Posted 11:45 a.m. Jan. 28

By Seth Goldman
U-WIRE (DC BUREAU)

(U-WIRE) WASHINGTON – The first task of the president’s Council on Bioethics will be to examine the issue of human cloning, according to Leon Kass, chairman of the council and a professor of social thought at the University of Chicago.

The council, which was assembled by President George W. Bush last summer to examine new issues in bioethics, met for the first time last week and will release a report later this year.

Seventeen of the council’s 18 members are either retired or current university faculty members.

The panel will focus less on trying to shape policy and instead aim to develop a way to raise public awareness and encourage debate, Kass said.

There is little public criticism of the council, which is a welcome change for most in the cloning debate, including scientists and Christian, environmental, women’s rights and patient advocacy groups. They agree that the council will have little effect on policymaking but will encourage more discussion on the issues.

Last August the Republican-led House passed a bill that bans all forms of cloning. Bush supports the House bill and has said publicly that he only supports embryonic research on existing embryos rather than cloned ones. In the Senate, three bills addressing cloning recently have been introduced. Two of the bills would outlaw the cloning of people — called reproductive cloning — but allow “therapeutic cloning,” cloning of embryos to create stem cells for research purposes.

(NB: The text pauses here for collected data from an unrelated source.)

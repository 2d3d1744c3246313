// SPDX-License-Identifier: AGPL-3.0-or-later
//
// Copyright (C) 2026 Relational Network

//! JWT header and claim parsing for account validation.
//!
//! The account never sees a compact JWT. The custom signature carries the
//! header and payload as raw JSON strings, and the signed message is rebuilt
//! from those exact bytes. Nothing here re-serializes the JSON, so key order
//! and whitespace chosen by the issuer are preserved.

use base64ct::{Base64UrlUnpadded, Encoding};
use jsonwebtoken::Algorithm;
use serde::{Deserialize, Deserializer};
use serde_json::Value;

use super::error::ValidationError;

/// Rebuild the RS256 signing input: `base64url(header) + "." + base64url(payload)`.
pub fn signed_message(header_json: &str, payload_json: &str) -> String {
    let mut message = Base64UrlUnpadded::encode_string(header_json.as_bytes());
    message.push('.');
    message.push_str(&Base64UrlUnpadded::encode_string(payload_json.as_bytes()));
    message
}

/// The parts of a JWT header that validation depends on.
#[derive(Debug, Clone, PartialEq, Eq)]
pub struct JwtHeader {
    /// Key id selecting the provider signing key.
    pub key_id: String,
}

/// Header fields read from the raw JSON. `typ`, `x5t` and any other member
/// are ignored whatever their type.
#[derive(Deserialize)]
struct RawHeader {
    alg: Algorithm,
    #[serde(default)]
    kid: Option<String>,
}

/// Parse a JWT header, requiring `alg = RS256` and a non-empty `kid`.
pub fn parse_header(header_json: &str) -> Result<JwtHeader, ValidationError> {
    let header: RawHeader = serde_json::from_str(header_json)
        .map_err(|e| ValidationError::malformed(format!("invalid JWT header: {e}")))?;

    if header.alg != Algorithm::RS256 {
        return Err(ValidationError::malformed(format!(
            "unsupported JWT algorithm: {:?}",
            header.alg
        )));
    }

    match header.kid {
        Some(kid) if !kid.is_empty() => Ok(JwtHeader { key_id: kid }),
        _ => Err(ValidationError::malformed("JWT header has no kid")),
    }
}

/// Claims read from an identity provider's ID token.
///
/// Only `sub` is required. `iat` and `nonce` are carried into logs; the JWT
/// nonce is an issuer freshness hint and is never compared with the account
/// nonce. Both are read leniently: a value of an unexpected type becomes
/// `None` instead of failing the payload. Any other claim is ignored.
#[derive(Debug, Clone, Deserialize)]
pub struct IdentityClaims {
    /// Subject: the provider's stable user identifier.
    pub sub: String,

    /// Issued at timestamp
    #[serde(default, deserialize_with = "lenient_timestamp")]
    pub iat: Option<i64>,

    #[serde(default, deserialize_with = "lenient_string")]
    pub nonce: Option<String>,

    /// Audience (string or array, depending on the issuer)
    #[serde(default)]
    pub aud: Option<Value>,
}

fn lenient_timestamp<'de, D>(deserializer: D) -> Result<Option<i64>, D::Error>
where
    D: Deserializer<'de>,
{
    Ok(match Option::<Value>::deserialize(deserializer)? {
        Some(Value::Number(n)) => n.as_i64().or_else(|| n.as_f64().map(|f| f as i64)),
        Some(Value::String(s)) => s.trim().parse().ok(),
        _ => None,
    })
}

fn lenient_string<'de, D>(deserializer: D) -> Result<Option<String>, D::Error>
where
    D: Deserializer<'de>,
{
    Ok(match Option::<Value>::deserialize(deserializer)? {
        Some(Value::String(s)) => Some(s),
        Some(Value::Number(n)) => Some(n.to_string()),
        _ => None,
    })
}

/// Parse the JWT payload claims.
pub fn parse_claims(payload_json: &str) -> Result<IdentityClaims, ValidationError> {
    serde_json::from_str(payload_json)
        .map_err(|e| ValidationError::malformed(format!("invalid JWT payload: {e}")))
}

#[cfg(test)]
mod tests {
    use super::*;
    use crate::auth::rs256::verify_rs256;
    use crate::testutil::{
        modulus_of, FIXTURE_HEADER_JSON, FIXTURE_MESSAGE, FIXTURE_PAYLOAD_JSON,
        KID1_PRIVATE_KEY_PEM,
    };
    use jsonwebtoken::{encode, EncodingKey, Header};
    use serde::Serialize;

    #[test]
    fn signed_message_matches_fixture() {
        assert_eq!(
            signed_message(FIXTURE_HEADER_JSON, FIXTURE_PAYLOAD_JSON),
            FIXTURE_MESSAGE
        );
    }

    #[test]
    fn signed_message_is_unpadded() {
        // 1 and 2 byte inputs would need padding in standard base64.
        assert_eq!(signed_message("a", "ab"), "YQ.YWI");
        assert_eq!(signed_message("", ""), ".");
    }

    #[test]
    fn signed_message_preserves_raw_bytes() {
        let compact = signed_message(r#"{"alg":"RS256","kid":"k"}"#, "{}");
        let spaced = signed_message(r#"{ "alg": "RS256", "kid": "k" }"#, "{}");
        assert_ne!(compact, spaced);
    }

    #[test]
    fn parses_rs256_header() {
        let header = parse_header(FIXTURE_HEADER_JSON).unwrap();
        assert_eq!(header.key_id, "kid1");
    }

    #[test]
    fn rejects_other_algorithms() {
        let err = parse_header(r#"{"alg":"HS256","kid":"kid1"}"#).unwrap_err();
        assert_eq!(err.error_code(), "malformed_auth_payload");

        let err = parse_header(r#"{"alg":"none","kid":"kid1"}"#).unwrap_err();
        assert_eq!(err.error_code(), "malformed_auth_payload");
    }

    #[test]
    fn rejects_missing_or_empty_kid() {
        assert!(parse_header(r#"{"alg":"RS256","typ":"JWT"}"#).is_err());
        assert!(parse_header(r#"{"alg":"RS256","kid":""}"#).is_err());
    }

    #[test]
    fn header_ignores_unconsulted_members() {
        let header =
            parse_header(r#"{"alg":"RS256","kid":"kid1","typ":7,"x5t":["a"],"cty":null}"#).unwrap();
        assert_eq!(header.key_id, "kid1");
    }

    #[test]
    fn rejects_non_json_header() {
        assert!(parse_header("not json").is_err());
        assert!(parse_header("").is_err());
    }

    #[test]
    fn parses_claims() {
        let claims = parse_claims(FIXTURE_PAYLOAD_JSON).unwrap();
        assert_eq!(claims.sub, "alice");
        assert_eq!(claims.iat, Some(1516239022));
        assert_eq!(claims.nonce.as_deref(), Some("xf30B2uPOlNXxeOVq5cLW1QJj-8"));
    }

    #[test]
    fn claims_require_sub() {
        let err = parse_claims(r#"{"iat":1}"#).unwrap_err();
        assert_eq!(err.error_code(), "malformed_auth_payload");
    }

    #[test]
    fn unusual_optional_claims_do_not_fail_the_payload() {
        let claims = parse_claims(r#"{"sub":"alice","nonce":12345}"#).unwrap();
        assert_eq!(claims.nonce.as_deref(), Some("12345"));

        let claims = parse_claims(r#"{"sub":"alice","iat":1516239022.5}"#).unwrap();
        assert_eq!(claims.iat, Some(1516239022));

        let claims = parse_claims(r#"{"sub":"alice","iat":"1516239022"}"#).unwrap();
        assert_eq!(claims.iat, Some(1516239022));

        let claims = parse_claims(r#"{"sub":"alice","iat":{"at":1},"nonce":[1]}"#).unwrap();
        assert_eq!(claims.iat, None);
        assert_eq!(claims.nonce, None);
    }

    #[test]
    fn sub_must_be_a_string() {
        assert!(parse_claims(r#"{"sub":42}"#).is_err());
    }

    #[test]
    fn audience_may_be_an_array() {
        let claims = parse_claims(r#"{"sub":"a","aud":["x","y"]}"#).unwrap();
        assert!(claims.aud.unwrap().is_array());
    }

    #[derive(Serialize)]
    struct MintClaims<'a> {
        sub: &'a str,
        iat: i64,
    }

    #[test]
    fn token_minted_by_jsonwebtoken_verifies() {
        let mut header = Header::new(Algorithm::RS256);
        header.kid = Some("kid1".to_string());
        let key = EncodingKey::from_rsa_pem(KID1_PRIVATE_KEY_PEM.as_bytes()).unwrap();
        let token = encode(&header, &MintClaims { sub: "bob", iat: 1 }, &key).unwrap();

        let mut parts = token.split('.');
        let header_b64 = parts.next().unwrap();
        let payload_b64 = parts.next().unwrap();
        let signature = Base64UrlUnpadded::decode_vec(parts.next().unwrap()).unwrap();

        let header_json =
            String::from_utf8(Base64UrlUnpadded::decode_vec(header_b64).unwrap()).unwrap();
        let payload_json =
            String::from_utf8(Base64UrlUnpadded::decode_vec(payload_b64).unwrap()).unwrap();

        let message = signed_message(&header_json, &payload_json);
        assert_eq!(message, format!("{header_b64}.{payload_b64}"));
        assert_eq!(parse_header(&header_json).unwrap().key_id, "kid1");
        assert_eq!(parse_claims(&payload_json).unwrap().sub, "bob");
        assert!(verify_rs256(
            &modulus_of(KID1_PRIVATE_KEY_PEM),
            message.as_bytes(),
            &signature
        ));
    }
}
// SPDX-License-Identifier: AGPL-3.0-or-later
//
// Copyright (C) 2026 Relational Network

//! Deterministic account address derivation.
//!
//! An account's address depends only on the factory address, the account
//! code hash, the salt and the constructor arguments `(userId, directory)`,
//! so wallets can compute it (and fund it) before the account exists.

use std::fmt;
use std::str::FromStr;

use alloy::primitives::{keccak256, Address, B256};
use alloy::sol_types::SolValue;
use serde::{Deserialize, Serialize};
use utoipa::ToSchema;

/// Code hash used for accounts when a factory is created without one.
pub fn default_account_code_hash() -> B256 {
    keccak256(b"relational/JWTAccount/v1")
}

/// ABI encoding of the account constructor arguments `(string userId, address directory)`.
pub fn constructor_args(user_id: &str, provider_directory: Address) -> Vec<u8> {
    (user_id.to_string(), provider_directory).abi_encode_params()
}

/// EIP-1014 address: `keccak256(0xff ++ deployer ++ salt ++ keccak256(init_code))[12..]`.
pub fn create2_address(deployer: Address, salt: B256, init_code: &[u8]) -> Address {
    deployer.create2_from_code(salt, init_code)
}

/// Address derivation formula used by a factory.
#[derive(Debug, Clone, Copy, Default, PartialEq, Eq, Serialize, Deserialize, ToSchema)]
#[serde(rename_all = "lowercase")]
pub enum AddressScheme {
    /// Standard EVM CREATE2 with `initCode = codeHash ++ args`.
    #[default]
    Evm,
    /// zkSync Era CREATE2, as used by the local zkSync node.
    ZkSync,
}

impl AddressScheme {
    /// Derive the address an account with these inputs is deployed at.
    pub fn derive(
        self,
        code_hash: B256,
        deployer: Address,
        salt: B256,
        constructor_args: &[u8],
    ) -> Address {
        match self {
            AddressScheme::Evm => {
                let mut init_code = Vec::with_capacity(32 + constructor_args.len());
                init_code.extend_from_slice(code_hash.as_slice());
                init_code.extend_from_slice(constructor_args);
                create2_address(deployer, salt, &init_code)
            }
            AddressScheme::ZkSync => {
                let mut buf = Vec::with_capacity(5 * 32);
                buf.extend_from_slice(keccak256(b"zksyncCreate2").as_slice());
                buf.extend_from_slice(deployer.into_word().as_slice());
                buf.extend_from_slice(salt.as_slice());
                buf.extend_from_slice(code_hash.as_slice());
                buf.extend_from_slice(keccak256(constructor_args).as_slice());
                Address::from_word(keccak256(&buf))
            }
        }
    }
}

impl fmt::Display for AddressScheme {
    fn fmt(&self, f: &mut fmt::Formatter<'_>) -> fmt::Result {
        match self {
            AddressScheme::Evm => write!(f, "evm"),
            AddressScheme::ZkSync => write!(f, "zksync"),
        }
    }
}

impl FromStr for AddressScheme {
    type Err = String;

    fn from_str(s: &str) -> Result<Self, Self::Err> {
        match s.to_ascii_lowercase().as_str() {
            "evm" => Ok(AddressScheme::Evm),
            "zksync" => Ok(AddressScheme::ZkSync),
            other => Err(format!("unknown address scheme '{other}' (expected evm or zksync)")),
        }
    }
}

Dr. David Stevens, executive director of the Christian Medical Association (CMA), a group representing 16,000 Christian doctors nationwide and opposing all forms of cloning, said the council is needed because “we’re facing new developments each month” in the biotechnology field.

The CMA holds that embryos are “living organisms” that should not be destroyed for research, and Stevens advocates intense public discussion on the topic.

“I think these issues should be vigorously debated,” he said, “because that’s what we do in a democracy.”

Daniel Perry, executive director of the Alliance for Aging Research, a patient advocacy group in favor of “therapeutic” cloning, said the council is unlikely to support a position different from the Bush administration.

Perry also said that the council’s deliberations would be secondary to those in the Senate, which he said would be dominated by patient advocates that believe the cloning of embryos for their stem cells could lead to breakthroughs in disease treatment.

Larry Bohlen, director of health and environmental programs for Friends of the Earth, an environmental group, said the group advocates a global moratorium on human cloning for research in part to allow public debate of the issue.

“The problem we see is that the rush into genetic engineering is done without full investigation into environmental and health consequences,” Bohlen said.

Judy Norsigian, executive director of the Boston Women’s Health Book Collective that produced the feminist health guide “Our Bodies Ourselves,” advocates a five-year moratorium on therapeutic cloning and a ban on reproductive cloning. Norsigian said the moratorium would allow further research into the “super-ovulating” drugs women take to provide eggs that she said might increase the risk of ovarian cancer in women.

As for the council, “It’s not as conservative as some people think,” Norsigian said. “The council could help a lot with the debate.”